Slant 5-16-2013

It’s almost too late to mail those ballots buried among the bills on your kitchen table, but white ballot boxes can be found around town. Democracy relies on an informed public, and if you’re reading this you are probably more informed than most of your neighbors, so flaunt that knowledge and put it to work for a noble cause! An abridged version of our endorsements are in this issue and more information can be found by searching our website for “endorsements” or by ballot measure number.

 • Rumors that LCC President Mary Spilde is getting ready to resign are not true, she tells us. Tales of her imminent retirement are apparently being circulated among union members who are currently in negotiation with LCC. One anonymous source also told EW that Spilde will be “getting a golden parachute and leaving the college broke” and the “downtown housing is a losing proposition.” Spilde has been at the helm of LCC for 12 years and says “the rumors are not true. I have work to do,” and adds, “I’ve been pretty open that my plan is to stay for four or five more years.” It is true that Titan Court, the housing part of LCC’s downtown campus, is only half rented so far, but Spilde says neither she nor the board are worried since payments on the loan principle do not begin until 2016. “We feel like our ramp-up is fine,” she says, even with more student housing being built nearby. Rents at Titan Court currently run from $500 to $850 a month and Spilde says rent levels are “something we are looking at.” 

• We found out this week that EWEB is in negotiation with Sensus, a company in North Carolina, to start buying higher-technology meters this summer. EWEB spokesman Lance Robertson doesn’t call them “smart meters,” but rather “the same meters that would be compatible with an advanced metering system.” He says EWEB needs to replace 3,000 to 5,000 old meters per year anyway, and the new meters are all digital; the mechanical meters with spinning wheels are being phased out. “The current plan,” he says, “is to begin a utility-wide installation of advanced meters in later 2015 or in 2016.” The anti-smart meter folks are organizing opposition, armed with massive information, some valid, some internet junk. Activist Kathy Ging says EWEB’s contract for smart meters is for $26 million, but Robertson says, “We are still negotiating that contract.” See Activist Alert this week. 

• The May 13 City Council work session on reforming the Multiple-Unit Property Tax Exemption (MUPTE) was one of the most productive, community-benefit-oriented discussions that we’ve heard thus far. Just one thing was missing: What’s the best way to determine whether a project would still be built without the tax break? Sacrificing tax revenues if the project was going to be built anyway seems like a terrible idea — especially right now — but council seems hesitant to require a third-party auditor’s inspection of developers’ financial plans. Meanwhile, the clock is ticking. The temporary suspension of MUPTE could expire July 1, and an application for 508 more beds of student housing at 505 W. Broadway is waiting in the wings.
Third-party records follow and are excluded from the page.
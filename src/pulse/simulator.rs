use crate::error::AppError;
use crate::pulse::config::SimulatorConfig;
use crate::pulse::session::{FeedConnector, FeedLink};
use crate::pulse::types::{
    FeedEvent, PercentageChange, PriceUpdate, Token, TokenColor, TokenPayload, Trend,
};
use async_trait::async_trait;
use futures_util::{stream, StreamExt};
use parking_lot::Mutex;
use rand::rngs::StdRng;
use rand::{Rng, SeedableRng};
use std::sync::atomic::{AtomicU32, Ordering};
use std::sync::Arc;
use std::time::{Duration, SystemTime, UNIX_EPOCH};
use tokio::sync::Notify;
use tokio::time::Instant;
use tracing::{debug, info};

const SYMBOLS: [&str; 24] = [
    "BTC", "ETH", "SOL", "DOGE", "SHIB", "ADA", "DOT", "AVAX", "MATIC", "UNI", "pissmas", "TikTok",
    "BRENDEN", "BOBE", "sol", "NVIDIAAI", "ASCEND", "BlackWhale", "LAUNCHR", "DUVEMAS", "fly",
    "Amazon", "BOGE", "WHALON",
];
const NAMES: [&str; 24] = [
    "Bitcoin",
    "Ethereum",
    "Solana",
    "Dogecoin",
    "Shiba Inu",
    "Cardano",
    "Polkadot",
    "Avalanche",
    "Polygon",
    "Uniswap",
    "pissmas",
    "TikTok",
    "THE WATER GUY",
    "BOBE",
    "猪",
    "NVIDIAAIDev",
    "ASCEND",
    "The Black Whale",
    "LAUNCHR",
    "DUVEMAS",
    "flying squirrel",
    "Amazon AI Coin",
    "BOGE",
    "Whale alon",
];
const COLORS: [TokenColor; 5] = [
    TokenColor::Green,
    TokenColor::Red,
    TokenColor::Yellow,
    TokenColor::Blue,
    TokenColor::Purple,
];
const CONTRACT_SUFFIXES: [&str; 8] = ["pump", "XTt1", "xLRa", "EaRj", "Wasg", "j3qG", "P6NF", "hZcE"];
const AGE_LABELS: [&str; 11] = [
    "3mo", "1h", "1mo", "6d", "2d", "4h", "2m", "19d", "1h", "24m", "57m",
];
const ID_ALPHABET: &[u8] = b"0123456789abcdefghijklmnopqrstuvwxyz";
const ID_LENGTH: usize = 9;
const MAX_TOKEN_AGE_MS: f64 = 3_600_000.0;
const PRICE_UPDATE_SHARE: f64 = 0.6;
const NEW_TOKEN_SHARE: f64 = 0.8;
const KNOWN_TARGET_PROBABILITY: f64 = 0.9;
const OVERLAP_PROBABILITY: f64 = 0.1;
const MIN_PRICE: f64 = 0.001;

pub fn now_unix_ms() -> i64 {
    match SystemTime::now().duration_since(UNIX_EPOCH) {
        Ok(duration) => duration.as_millis().min(i64::MAX as u128) as i64,
        Err(_) => 0,
    }
}

pub fn seeded_rng(seed: Option<u64>) -> StdRng {
    match seed {
        Some(seed) => StdRng::seed_from_u64(seed),
        None => StdRng::from_entropy(),
    }
}

fn random_id<R: Rng + ?Sized>(rng: &mut R) -> String {
    (0..ID_LENGTH)
        .map(|_| ID_ALPHABET[rng.gen_range(0..ID_ALPHABET.len())] as char)
        .collect()
}

fn pick<'a, T, R: Rng + ?Sized>(rng: &mut R, values: &'a [T]) -> &'a T {
    &values[rng.gen_range(0..values.len())]
}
• The plastic bag ban is less than a month old, but the Eugene City Council is already looking to tweak it. Due to concerns about poor people not being able to pay five cents for a paper bag with SNAP cards, councilors are considering suspending the mandatory fee for paper bags. Without a charge for bags, stores would pay for the paper bags themselves, and that money has to come from somewhere, such as slight price hikes. Is that fair to people who can learn to remember a reusable bag, especially to low-income people? And no more silly talk of driving to Springfield for free grocery bags, please. Gas costs more than a nickel.

Candidates for local offices touted their visions and qualifications at City Club of Eugene May 10. Attendance was sparse due to the Dalai Lama’s appearance in Eugene that day, and also the lack of drama on the ballot when it comes to candidates. The few contested races have polite adversaries. We heard much talk about improving communication and squeezing more money out of  Salem, but no one called for reforming Oregon’s outdated tax system that has been twisted over the years to benefit wealthy landowners and corporations, even when asked about it by club member Bob Cassidy. If school boards and their members were to organize around substantive tax reform, Salem might actually do something. Meanwhile, we’re stuck in what looks like crisis management purgatory. 

• Our apologies to everyone who had the “Hello, Dolly!” song stuck in their heads over the weekend. We got some tongue-in-cheek complaints. For those who have no idea what our “Hello, Dalai!” headline was all about, we’ve posted a 1968 video of Louis Armstrong singing his signature song on our blog. Then again, you might not want that insidiously catchy song to hijack all your brain functions. And now, summer is coming. Hello, dahlia!